The country’s Catholic bishops admitted two months ago that they had “underestimated” the scale of sexual abuse within churches and called on victims to report crimes to the police.

They also spoke of their “shame” and “deep concern” at the revelations of abuse committed by Church officials.

The bishops have changed their position noticeably over the course of the past three months as more revelations have been made public and members of the Church have vented their anger and concern.

In March the Bishops Conference said it saw no need to take further steps on sex abuse following a letter from the pope, addressed to the church in Ireland, which ordered an investigation into the Irish church but did not mention any Vatican responsibility.

A study last month by the Zurich-based gfs research institute showed the Catholic Church in Switzerland was haemorrhaging members, partly in response to the abuse scandal.

Forty-four per cent of ex-Catholics had left the Church in the past five years, and that trend had accelerated in the past year. And 11 per cent of existing members were thinking “seriously” of leaving.

Gmür said in response to the survey that the abuse cases were not the real reason for people leaving the Church. Most people took time to reflect before deciding to leave. For him, the abuse scandal was the “last straw” for people already disaffected.

The Bishops Conference also noted that many people decided to leave the Church in February and March when they have to fill in their tax declarations. In Switzerland Church members have to pay a special tax for the maintenance of buildings and clergy.

Morven McLean and Emily Wright in Einsiedeln,

Number of Catholics: 3,380,000

Number of dioceses: 6

Number of priests: 1,607 (including 209 working abroad)

Number in religious orders: 5,203 women and 1,479 men

In 2009 dioceses received reports of 15 victims and 14 offenders.

From January to May 2010 there were reports of 104 victims of 72 offenders.

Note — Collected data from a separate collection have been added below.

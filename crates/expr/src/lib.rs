//! WHERE/SET expression tree and its evaluator.
//!
//! The dialect's condition grammar is `cond := cmp (AND|OR cmp)*`, with no
//! precedence between AND and OR — evaluation is strictly left-associative,
//! which falls out naturally here since the parser builds a left-leaning
//! `Binary` chain. Leaves (`cmp := prim op prim`) compare two `Expr` values
//! using same-type comparison after coercing to the matching column's
//! declared type.


use common::{DbError, DbResult, Row};
use std::cmp::Ordering;
use types::Value;

/// Comparison and logical operators. Comparison variants appear only as the
/// root of a `cmp`; `And`/`Or` combine `cmp` results.
#[derive(Clone, Copy, Debug, PartialEq, Eq, serde::Serialize, serde::Deserialize)]
pub enum BinaryOp {
    Eq,
    Ne,
    Lt,
    Le,
    Gt,
    Ge,
    And,
    Or,
}

impl BinaryOp {
    pub fn is_logical(self) -> bool {
        matches!(self, BinaryOp::And | BinaryOp::Or)
    }
}

/// Unary operators (logical NOT only).
#[derive(Clone, Copy, Debug, PartialEq, Eq, serde::Serialize, serde::Deserialize)]
pub enum UnaryOp {
    Not,
}

/// Expression tree: either a scalar leaf (`Literal`/`Column`) or a
/// comparison/logical combination of leaves.
#[derive(Clone, Debug, PartialEq, serde::Serialize, serde::Deserialize)]
pub enum Expr {
    Literal(Value),
    /// Column reference with optional table/alias qualifier.
    Column {
        table: Option<String>,
        name: String,
    },
    Unary {
        op: UnaryOp,
        expr: Box<Expr>,
    },
    Binary {
        left: Box<Expr>,
        op: BinaryOp,
        right: Box<Expr>,
    },
}

/// Evaluation context consisting of the row schema (column names in order).
pub struct EvalContext<'a> {
    pub schema: &'a [String],
}

impl<'a> EvalContext<'a> {
    /// Evaluate a condition expression (the root of a WHERE clause) to a bool.
    pub fn eval_predicate(&self, expr: &Expr, row: &Row) -> DbResult<bool> {
        match expr {
            Expr::Unary {
                op: UnaryOp::Not,
                expr,
            } => Ok(!self.eval_predicate(expr, row)?),
            Expr::Binary { left, op, right } if op.is_logical() => {
                let lb = self.eval_predicate(left, row)?;
                match op {
                    BinaryOp::And => Ok(lb && self.eval_predicate(right, row)?),
                    BinaryOp::Or => Ok(lb || self.eval_predicate(right, row)?),
                    _ => unreachable!(),
                }
            }
            Expr::Binary { left, op, right } => {
                let lv = self.eval_value(left, row)?;
                let rv = self.eval_value(right, row)?;
                self.eval_comparison(&lv, *op, &rv)
            }
            other => Err(DbError::Execution(format!(
                "expression is not a predicate: {other:?}"
            ))),
        }
    }

    /// Evaluate a scalar leaf (literal or column reference) against a row.
    pub fn eval_value(&self, expr: &Expr, row: &Row) -> DbResult<Value> {
        match expr {
            Expr::Literal(v) => Ok(v.clone()),
            Expr::Column { table, name } => {
                let idx = self.find_column(table.as_deref(), name)?;
                Ok(row.values[idx].clone())
            }
            other => Err(DbError::Execution(format!(
                "expression is not a scalar value: {other:?}"
            ))),
        }
    }

    fn eval_comparison(&self, l: &Value, op: BinaryOp, r: &Value) -> DbResult<bool> {
        use BinaryOp::*;

        // A comparison against NULL is never true: the dialect has no
        // three-valued logic, so unmatched types (including NULL on either
        // side) simply fail the predicate rather than erroring.
        let Some(ord) = l.cmp_same_type(r) else {
            return Ok(false);
        };

        Ok(match op {
            Eq => ord == Ordering::Equal,
            Ne => ord != Ordering::Equal,
            Lt => ord == Ordering::Less,
            Le => ord != Ordering::Greater,
            Gt => ord == Ordering::Greater,
            Ge => ord != Ordering::Less,
            And | Or => unreachable!("logical ops handled in eval_predicate"),
        })
    }

    /// Find column index in schema, supporting qualified and unqualified references.
    fn find_column(&self, table: Option<&str>, name: &str) -> DbResult<usize> {
        if let Some(qualifier) = table {
            let full_name = format!("{qualifier}.{name}");
            self.schema
                .iter()
                .position(|c| c == &full_name)
                .ok_or_else(|| DbError::Execution(format!("unknown column '{qualifier}.{name}'")))
        } else {
            self.schema
                .iter()
                .position(|c| c == name || c.ends_with(&format!(".{name}")))
                .ok_or_else(|| DbError::Execution(format!("unknown column '{name}'")))
        }
    }
}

9 of the cases reported in 2010 related to the period from 1990 to the present. The remainder were from 1950-1990.

Among the 104 cases reported this year, 11 victims were children aged under 12 at the time of the abuse, 15 were girls aged 12-16, and 61 were boys aged 12-16. 12 were adult women and five adult men.

101 out of the 104 reported cases were from German-speaking Switzerland.

The Holy See’s official prosecutor says the Vatican’s disciplinary office had dealt with 3,000 cases of sexual misconduct since 2001, covering “crimes” committed over the last 50 years.

About 300 of these involved “paedophilia in the true sense of the term” meaning abuse based on attraction to prepubescent children. About 60 per cent of the cases concerned adolescents and the rest involved heterosexual relations.

A full trial had been completed for 20 per cent of the cases and only 10 per cent had resulted in the pope dismissing the offender from the priesthood.